WORK TO COMPLETE ->
Return, word for word, only the lines of the data below that lie between the line with "Ok(response)" and the line with "b.is_ascii_control() || b", those two lines included.

Items from a data source
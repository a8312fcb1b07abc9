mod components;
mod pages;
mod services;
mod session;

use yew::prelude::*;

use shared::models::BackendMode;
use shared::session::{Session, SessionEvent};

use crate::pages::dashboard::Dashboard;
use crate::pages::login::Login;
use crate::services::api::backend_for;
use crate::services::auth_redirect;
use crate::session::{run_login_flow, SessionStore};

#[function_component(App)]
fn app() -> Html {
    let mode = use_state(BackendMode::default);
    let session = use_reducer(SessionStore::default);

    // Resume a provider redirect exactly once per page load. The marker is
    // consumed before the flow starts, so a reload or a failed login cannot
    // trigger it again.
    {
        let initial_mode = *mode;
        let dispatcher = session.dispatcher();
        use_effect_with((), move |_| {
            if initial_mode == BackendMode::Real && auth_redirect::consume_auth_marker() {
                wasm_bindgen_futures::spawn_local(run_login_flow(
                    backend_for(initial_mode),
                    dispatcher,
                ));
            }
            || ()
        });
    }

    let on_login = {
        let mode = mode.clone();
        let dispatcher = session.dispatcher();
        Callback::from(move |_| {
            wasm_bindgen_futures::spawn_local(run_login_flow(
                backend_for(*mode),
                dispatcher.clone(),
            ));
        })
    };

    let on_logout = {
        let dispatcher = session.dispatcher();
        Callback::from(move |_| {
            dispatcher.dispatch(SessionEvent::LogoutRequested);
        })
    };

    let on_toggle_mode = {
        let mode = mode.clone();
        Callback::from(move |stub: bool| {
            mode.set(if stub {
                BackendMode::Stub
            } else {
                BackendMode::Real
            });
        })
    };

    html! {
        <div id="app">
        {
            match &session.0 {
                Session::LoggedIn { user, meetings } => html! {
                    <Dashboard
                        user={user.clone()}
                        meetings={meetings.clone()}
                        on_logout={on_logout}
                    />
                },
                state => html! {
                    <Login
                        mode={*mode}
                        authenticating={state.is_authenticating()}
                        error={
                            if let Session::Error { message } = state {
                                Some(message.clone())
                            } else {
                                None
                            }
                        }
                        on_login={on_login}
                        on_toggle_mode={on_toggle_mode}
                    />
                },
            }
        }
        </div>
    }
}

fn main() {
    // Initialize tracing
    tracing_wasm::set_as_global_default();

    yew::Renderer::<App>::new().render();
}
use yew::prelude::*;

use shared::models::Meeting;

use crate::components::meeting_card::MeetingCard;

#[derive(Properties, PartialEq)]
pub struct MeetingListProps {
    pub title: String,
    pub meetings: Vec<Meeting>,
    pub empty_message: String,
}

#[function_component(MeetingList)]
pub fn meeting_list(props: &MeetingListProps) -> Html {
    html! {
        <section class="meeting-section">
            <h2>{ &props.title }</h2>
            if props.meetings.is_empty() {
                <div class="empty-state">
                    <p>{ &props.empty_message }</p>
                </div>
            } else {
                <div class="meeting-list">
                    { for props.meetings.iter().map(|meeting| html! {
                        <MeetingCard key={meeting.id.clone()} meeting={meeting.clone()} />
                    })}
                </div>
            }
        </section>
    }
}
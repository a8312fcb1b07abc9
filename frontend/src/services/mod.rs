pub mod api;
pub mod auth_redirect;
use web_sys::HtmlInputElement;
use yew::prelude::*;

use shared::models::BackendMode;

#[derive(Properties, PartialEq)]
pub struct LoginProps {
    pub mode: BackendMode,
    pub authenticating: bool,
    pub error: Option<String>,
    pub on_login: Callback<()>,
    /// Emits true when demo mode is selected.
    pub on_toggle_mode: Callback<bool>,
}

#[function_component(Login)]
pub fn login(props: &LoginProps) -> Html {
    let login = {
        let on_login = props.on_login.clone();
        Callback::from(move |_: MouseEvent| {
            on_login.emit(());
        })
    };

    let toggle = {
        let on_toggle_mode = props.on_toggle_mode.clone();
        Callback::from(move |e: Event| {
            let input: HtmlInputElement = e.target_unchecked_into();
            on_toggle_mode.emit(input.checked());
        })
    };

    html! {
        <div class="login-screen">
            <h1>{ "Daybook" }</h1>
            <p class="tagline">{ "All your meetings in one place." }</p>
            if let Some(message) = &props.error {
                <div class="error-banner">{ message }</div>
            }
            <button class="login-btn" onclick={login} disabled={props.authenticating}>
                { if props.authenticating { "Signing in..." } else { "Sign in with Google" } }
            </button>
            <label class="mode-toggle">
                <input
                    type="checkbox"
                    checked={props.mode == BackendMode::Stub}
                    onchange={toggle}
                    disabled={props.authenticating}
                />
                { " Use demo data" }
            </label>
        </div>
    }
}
...
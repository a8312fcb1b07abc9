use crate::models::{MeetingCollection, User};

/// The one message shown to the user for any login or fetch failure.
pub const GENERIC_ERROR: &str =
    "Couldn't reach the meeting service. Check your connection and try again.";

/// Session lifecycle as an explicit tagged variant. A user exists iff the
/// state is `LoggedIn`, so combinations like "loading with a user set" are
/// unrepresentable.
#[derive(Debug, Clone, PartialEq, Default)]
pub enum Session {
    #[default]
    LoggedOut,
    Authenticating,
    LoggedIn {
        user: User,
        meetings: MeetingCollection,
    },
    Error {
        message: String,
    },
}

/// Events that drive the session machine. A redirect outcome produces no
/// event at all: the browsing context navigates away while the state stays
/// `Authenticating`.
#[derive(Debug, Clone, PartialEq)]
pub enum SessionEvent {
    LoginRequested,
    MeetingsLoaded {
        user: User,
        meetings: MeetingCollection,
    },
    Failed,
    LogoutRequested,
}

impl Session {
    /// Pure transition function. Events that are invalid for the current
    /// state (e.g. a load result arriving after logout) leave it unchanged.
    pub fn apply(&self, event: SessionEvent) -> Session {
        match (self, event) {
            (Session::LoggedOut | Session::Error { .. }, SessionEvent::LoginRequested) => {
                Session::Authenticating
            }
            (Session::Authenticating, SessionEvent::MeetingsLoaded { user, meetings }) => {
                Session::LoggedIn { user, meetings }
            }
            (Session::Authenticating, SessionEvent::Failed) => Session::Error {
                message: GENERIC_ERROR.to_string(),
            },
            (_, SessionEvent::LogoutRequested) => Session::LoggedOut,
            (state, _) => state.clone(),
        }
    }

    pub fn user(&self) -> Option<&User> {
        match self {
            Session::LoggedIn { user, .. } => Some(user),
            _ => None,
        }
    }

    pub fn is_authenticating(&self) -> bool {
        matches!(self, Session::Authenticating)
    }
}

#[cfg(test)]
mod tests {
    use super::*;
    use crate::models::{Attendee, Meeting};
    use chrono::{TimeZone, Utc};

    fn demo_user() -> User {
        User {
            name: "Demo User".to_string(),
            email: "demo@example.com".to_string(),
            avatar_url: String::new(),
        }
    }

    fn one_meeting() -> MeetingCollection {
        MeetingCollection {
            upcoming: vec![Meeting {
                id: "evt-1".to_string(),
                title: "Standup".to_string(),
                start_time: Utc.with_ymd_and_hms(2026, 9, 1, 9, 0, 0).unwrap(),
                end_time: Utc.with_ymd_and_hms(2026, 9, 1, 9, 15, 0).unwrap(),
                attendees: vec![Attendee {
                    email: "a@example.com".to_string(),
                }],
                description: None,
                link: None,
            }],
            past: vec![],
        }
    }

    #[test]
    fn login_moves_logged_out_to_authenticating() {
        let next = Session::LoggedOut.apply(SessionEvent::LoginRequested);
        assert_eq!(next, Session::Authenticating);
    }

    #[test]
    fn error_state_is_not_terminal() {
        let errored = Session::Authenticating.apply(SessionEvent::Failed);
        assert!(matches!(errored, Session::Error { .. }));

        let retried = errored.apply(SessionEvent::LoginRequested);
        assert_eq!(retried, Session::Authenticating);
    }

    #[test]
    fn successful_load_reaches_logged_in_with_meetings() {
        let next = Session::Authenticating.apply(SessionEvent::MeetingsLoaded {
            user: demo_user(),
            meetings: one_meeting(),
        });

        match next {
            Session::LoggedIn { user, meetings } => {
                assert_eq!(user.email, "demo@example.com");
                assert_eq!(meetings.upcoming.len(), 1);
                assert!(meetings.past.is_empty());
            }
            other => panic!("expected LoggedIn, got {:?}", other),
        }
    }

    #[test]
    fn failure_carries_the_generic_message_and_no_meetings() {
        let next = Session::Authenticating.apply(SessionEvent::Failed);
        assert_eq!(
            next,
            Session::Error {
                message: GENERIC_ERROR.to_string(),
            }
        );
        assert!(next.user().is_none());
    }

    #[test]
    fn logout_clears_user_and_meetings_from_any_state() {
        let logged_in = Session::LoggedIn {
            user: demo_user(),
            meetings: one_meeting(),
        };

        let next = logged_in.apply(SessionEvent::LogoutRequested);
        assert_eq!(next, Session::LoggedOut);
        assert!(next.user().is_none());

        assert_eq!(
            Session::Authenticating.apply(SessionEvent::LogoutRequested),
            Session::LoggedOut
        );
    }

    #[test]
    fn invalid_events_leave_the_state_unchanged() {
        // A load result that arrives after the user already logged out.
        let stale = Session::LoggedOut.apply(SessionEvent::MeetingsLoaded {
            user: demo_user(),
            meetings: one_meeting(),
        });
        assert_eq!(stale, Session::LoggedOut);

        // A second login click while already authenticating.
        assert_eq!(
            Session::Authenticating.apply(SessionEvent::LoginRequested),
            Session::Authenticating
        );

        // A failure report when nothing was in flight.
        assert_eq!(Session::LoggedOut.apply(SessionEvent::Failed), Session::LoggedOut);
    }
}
---
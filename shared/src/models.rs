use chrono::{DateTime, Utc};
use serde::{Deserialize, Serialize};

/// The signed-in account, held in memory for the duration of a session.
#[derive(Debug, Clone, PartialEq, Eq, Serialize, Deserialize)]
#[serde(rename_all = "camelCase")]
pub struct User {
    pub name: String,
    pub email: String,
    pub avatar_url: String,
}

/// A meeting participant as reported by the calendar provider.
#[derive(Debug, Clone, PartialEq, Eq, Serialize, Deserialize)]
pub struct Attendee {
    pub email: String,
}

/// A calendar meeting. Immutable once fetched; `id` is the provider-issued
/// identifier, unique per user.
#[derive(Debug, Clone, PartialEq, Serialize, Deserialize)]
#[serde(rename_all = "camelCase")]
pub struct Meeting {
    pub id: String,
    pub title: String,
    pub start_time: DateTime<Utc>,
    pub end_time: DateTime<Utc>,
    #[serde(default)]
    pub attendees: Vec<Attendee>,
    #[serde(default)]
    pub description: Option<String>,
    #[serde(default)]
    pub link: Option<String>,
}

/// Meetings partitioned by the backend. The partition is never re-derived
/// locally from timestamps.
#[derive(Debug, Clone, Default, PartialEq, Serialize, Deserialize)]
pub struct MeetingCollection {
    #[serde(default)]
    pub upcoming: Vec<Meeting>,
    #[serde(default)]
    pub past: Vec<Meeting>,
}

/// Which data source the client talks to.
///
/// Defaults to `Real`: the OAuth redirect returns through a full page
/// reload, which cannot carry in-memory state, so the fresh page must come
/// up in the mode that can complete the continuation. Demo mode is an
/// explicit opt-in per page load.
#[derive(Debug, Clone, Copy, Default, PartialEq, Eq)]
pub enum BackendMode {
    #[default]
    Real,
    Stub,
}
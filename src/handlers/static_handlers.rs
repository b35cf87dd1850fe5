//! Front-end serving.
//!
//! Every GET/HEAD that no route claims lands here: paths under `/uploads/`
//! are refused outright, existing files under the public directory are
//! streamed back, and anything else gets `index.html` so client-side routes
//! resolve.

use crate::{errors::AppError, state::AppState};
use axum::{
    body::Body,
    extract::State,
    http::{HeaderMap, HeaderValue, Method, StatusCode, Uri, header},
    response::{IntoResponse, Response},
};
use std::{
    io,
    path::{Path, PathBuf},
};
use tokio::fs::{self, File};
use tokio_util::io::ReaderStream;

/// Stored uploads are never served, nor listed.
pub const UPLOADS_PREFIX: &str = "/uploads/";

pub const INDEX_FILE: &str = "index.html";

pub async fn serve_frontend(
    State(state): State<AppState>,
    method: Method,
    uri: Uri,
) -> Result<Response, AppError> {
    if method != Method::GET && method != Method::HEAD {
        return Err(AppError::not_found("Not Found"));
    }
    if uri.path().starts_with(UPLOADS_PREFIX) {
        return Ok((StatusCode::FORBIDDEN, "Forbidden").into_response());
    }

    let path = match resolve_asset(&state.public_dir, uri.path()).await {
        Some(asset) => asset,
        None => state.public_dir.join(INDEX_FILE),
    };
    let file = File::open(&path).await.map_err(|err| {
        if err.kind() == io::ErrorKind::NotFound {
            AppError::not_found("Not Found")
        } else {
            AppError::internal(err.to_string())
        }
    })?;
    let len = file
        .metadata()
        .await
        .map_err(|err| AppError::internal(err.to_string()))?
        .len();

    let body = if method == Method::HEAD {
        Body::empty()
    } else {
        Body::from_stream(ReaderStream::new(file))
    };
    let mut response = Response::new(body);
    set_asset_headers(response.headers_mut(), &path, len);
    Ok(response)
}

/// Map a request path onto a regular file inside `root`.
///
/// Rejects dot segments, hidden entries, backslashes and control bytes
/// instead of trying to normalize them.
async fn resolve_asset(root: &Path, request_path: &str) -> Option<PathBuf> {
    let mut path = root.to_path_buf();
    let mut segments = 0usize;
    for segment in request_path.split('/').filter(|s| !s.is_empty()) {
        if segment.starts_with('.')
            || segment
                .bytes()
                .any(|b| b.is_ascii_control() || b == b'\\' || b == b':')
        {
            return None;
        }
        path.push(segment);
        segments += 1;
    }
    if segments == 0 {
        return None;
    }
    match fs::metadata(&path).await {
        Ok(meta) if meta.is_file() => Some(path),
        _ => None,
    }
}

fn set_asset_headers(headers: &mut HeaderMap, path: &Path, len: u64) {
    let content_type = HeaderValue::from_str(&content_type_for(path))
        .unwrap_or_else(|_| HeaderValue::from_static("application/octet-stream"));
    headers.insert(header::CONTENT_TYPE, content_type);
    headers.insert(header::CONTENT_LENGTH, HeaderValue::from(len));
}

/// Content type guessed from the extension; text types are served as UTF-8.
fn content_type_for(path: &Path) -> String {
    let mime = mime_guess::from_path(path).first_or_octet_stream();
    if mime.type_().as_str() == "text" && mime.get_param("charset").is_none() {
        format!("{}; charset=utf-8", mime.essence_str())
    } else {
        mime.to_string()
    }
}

EXERCISE OUTPUT ->
    Ok(response)
}

/// Map a request path onto a regular file inside `root`.
///
/// Rejects dot segments, hidden entries, backslashes and control bytes
/// instead of trying to normalize them.
async fn resolve_asset(root: &Path, request_path: &str) -> Option<PathBuf> {
    let mut path = root.to_path_buf();
    let mut segments = 0usize;
    for segment in request_path.split('/').filter(|s| !s.is_empty()) {
        if segment.starts_with('.')
            || segment
                .bytes()
                .any(|b| b.is_ascii_control() || b == b'\\' || b == b':')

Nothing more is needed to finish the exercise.